I am aware of just how blessed I am. I am a part of a club no one wants to join – the “my child has cancer” club. This group of fellow momcologist {we’re a clever bunch} provided support and sanity through so many days. And for every amazing moment we celebrate, this club also sees more than it should of grief & loss. To have my boy here, doing well & as ornery as ever, how can I ever dare to complain? How could I call my year “awful”? Really? He is starting 2018. It’s a gift & a blessing I will not forget.

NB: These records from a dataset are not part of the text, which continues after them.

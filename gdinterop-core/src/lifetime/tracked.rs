/*
 * Copyright (c) godot-rust; Bromeon and contributors.
 * This Source Code Form is subject to the terms of the Mozilla Public
 * License, v. 2.0. If a copy of the MPL was not distributed with this
 * file, You can obtain one at https://mozilla.org/MPL/2.0/.
 */

use std::sync::{Arc, Mutex, MutexGuard, Weak};

use crate::lifetime::{Disposable, DisposalToken, engine_available, registry};
use crate::sys;
use crate::sys::{Movable, NativeValue};

/// Owner of one native value, registered in the value bucket of the disposal registry.
///
/// The value is released exactly once: by [`dispose()`](Self::dispose), by `Drop`, or by the shutdown sweep, whichever comes first.
pub(crate) struct Tracked<N: NativeValue> {
    cell: Arc<TrackedCell<N>>,
}

struct TrackedCell<N: NativeValue> {
    slot: Mutex<Option<Movable<N>>>,
    token: DisposalToken,
}

impl<N: NativeValue> Tracked<N> {
    /// Takes ownership of `native`.
    pub fn new(native: N) -> Self {
        let cell = Arc::new_cyclic(|weak: &Weak<TrackedCell<N>>| {
            let weak: Weak<dyn Disposable> = weak.clone();
            TrackedCell {
                slot: Mutex::new(Some(Movable::from_native(native))),
                token: registry().register_disposable(weak),
            }
        });

        Self { cell }
    }

    /// Takes over the value at `src`; the slot must not be destroyed by anyone else.
    ///
    /// # Safety
    /// `src` must point to a live value of type `N`, owned by the caller.
    pub unsafe fn from_sys_taking_ownership(src: sys::GDExtensionTypePtr) -> Self {
        // SAFETY: forwarded to caller.
        Self::new(unsafe { N::take_from_sys(src) })
    }

    /// Copy-constructs from the value at `src`, which stays with its owner.
    ///
    /// # Safety
    /// `src` must point to a live value of type `N`.
    pub unsafe fn from_sys_copying(src: sys::GDExtensionConstTypePtr) -> Self {
        // SAFETY: forwarded to caller.
        Self::new(unsafe { N::copy_from_sys(src) })
    }

    /// Runs `f` on the native value.
    ///
    /// # Panics
    /// If the value has already been disposed.
    pub fn with<R>(&self, f: impl FnOnce(&N) -> R) -> R {
        let guard = self.cell.lock();
        let movable = guard.as_ref().unwrap_or_else(|| Self::panic_disposed());

        // SAFETY: the value is live while it is in the slot; the lock excludes concurrent disposal.
        f(unsafe { movable.native() })
    }

    /// Runs `f` on the native value, with exclusive access.
    ///
    /// # Panics
    /// If the value has already been disposed.
    pub fn with_mut<R>(&self, f: impl FnOnce(&mut N) -> R) -> R {
        let mut guard = self.cell.lock();
        let movable = guard.as_mut().unwrap_or_else(|| Self::panic_disposed());

        // SAFETY: see `with()`.
        f(unsafe { movable.native_mut() })
    }

    /// Copy-constructs an independent owner of the same value.
    pub fn clone_native(&self) -> N {
        self.with(|native| native.clone_native())
    }

    /// Releases the native value early. Later calls and the eventual `Drop` do nothing.
    pub fn dispose(&self) {
        self.cell.dispose();
    }

    pub fn is_disposed(&self) -> bool {
        self.cell.is_disposed()
    }

    #[cfg(test)]
    pub fn token(&self) -> DisposalToken {
        self.cell.token
    }

    fn panic_disposed() -> ! {
        panic!(
            "{} used after it was disposed",
            sys::short_type_name::<N>()
        )
    }
}

impl<N: NativeValue> TrackedCell<N> {
    fn lock(&self) -> MutexGuard<'_, Option<Movable<N>>> {
        self.slot.lock().unwrap_or_else(|e| e.into_inner())
    }
}

impl<N: NativeValue> Disposable for TrackedCell<N> {
    fn dispose(&self) {
        let Some(mut movable) = self.lock().take() else {
            return;
        };

        // Past shutdown, the engine may already be gone: leak instead of calling into it.
        if engine_available() {
            // SAFETY: the value was live in the slot and is released exactly once, here.
            unsafe { movable.destroy_in_place() };
        }

        let unregistered = registry().unregister(self.token);
        debug_assert!(unregistered.is_ok(), "disposed twice: {unregistered:?}");
    }

    fn is_disposed(&self) -> bool {
        self.lock().is_none()
    }
}

impl<N: NativeValue> Drop for Tracked<N> {
    fn drop(&mut self) {
        self.cell.dispose();
    }
}

#[cfg(test)]
mod tests {
    use super::*;
    use crate::lifetime::DisposalError;
    use crate::sys::NativeString;

    // No engine is initialized in unit tests, so disposal leaks the value instead of passing it to the engine.
    fn detached_string() -> Tracked<NativeString> {
        // SAFETY: the zeroed value is never handed to the engine.
        Tracked::new(unsafe { NativeString::from_storage(sys::types::OpaqueString::zeroed()) })
    }

    #[test]
    fn dispose_unregisters_exactly_once() {
        let tracked = detached_string();
        let token = tracked.token();

        tracked.dispose();
        tracked.dispose();
        assert!(tracked.is_disposed());

        assert_eq!(registry().unregister(token), Err(DisposalError::NotRegistered(token)));
        drop(tracked);
    }

    #[test]
    #[cfg(debug_assertions)]
    #[should_panic(expected = "disposed twice")]
    fn lost_registration_is_caught() {
        let tracked = detached_string();
        assert_eq!(registry().unregister(tracked.token()), Ok(()));

        tracked.dispose();
    }
}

I don’t know how God works. I don’t know why the world turns the way it does. And I don’t know why some people’s babies get cancer. And why some of them live & some of them don’t. It can seem like God is distant. Or careless. Or callous. Or even bad. I can understand that. But deep within me I believe that God is good. I believe that even when my circumstance are not good, he is. And I believe that he is ever faithful. I believe he has promises he’s keeping that are hope-filled and full of grace & love. And this hope is what pushed me through, carried me day after day. The dark days were very dark. Black in fact. Moments of tears mixed with fear mixed with anxiety. The unknown that squeezed around me like a vice grip that just wouldn’t release me. And yet… A whisper away, the ridiculous calm that swept through my mind touching my soul to provide a second of peace. It makes no sense, not even to me, but I felt it as real as the -20ºF day outside. It was there. A promise to strengthen. A promise to provide peace. A promise to be a refuge when the waves crashed & I could barely tread water any longer. I have experienced His carrying me. And I will never forget the strength & gentleness with which he held me. Of all the things that I have learned & of all the ways I have grown in 2017, I see this to be the greatest.
I am looking  forward to 2018. I have no idea what the next 365 days will hold. I have no control at all over how they will play out. But I will continue to hope in the promises I find in the Scriptures and know that no matter what comes my way, I am held.

Psalm 25:1 – In you, LORD my God, I put my trust.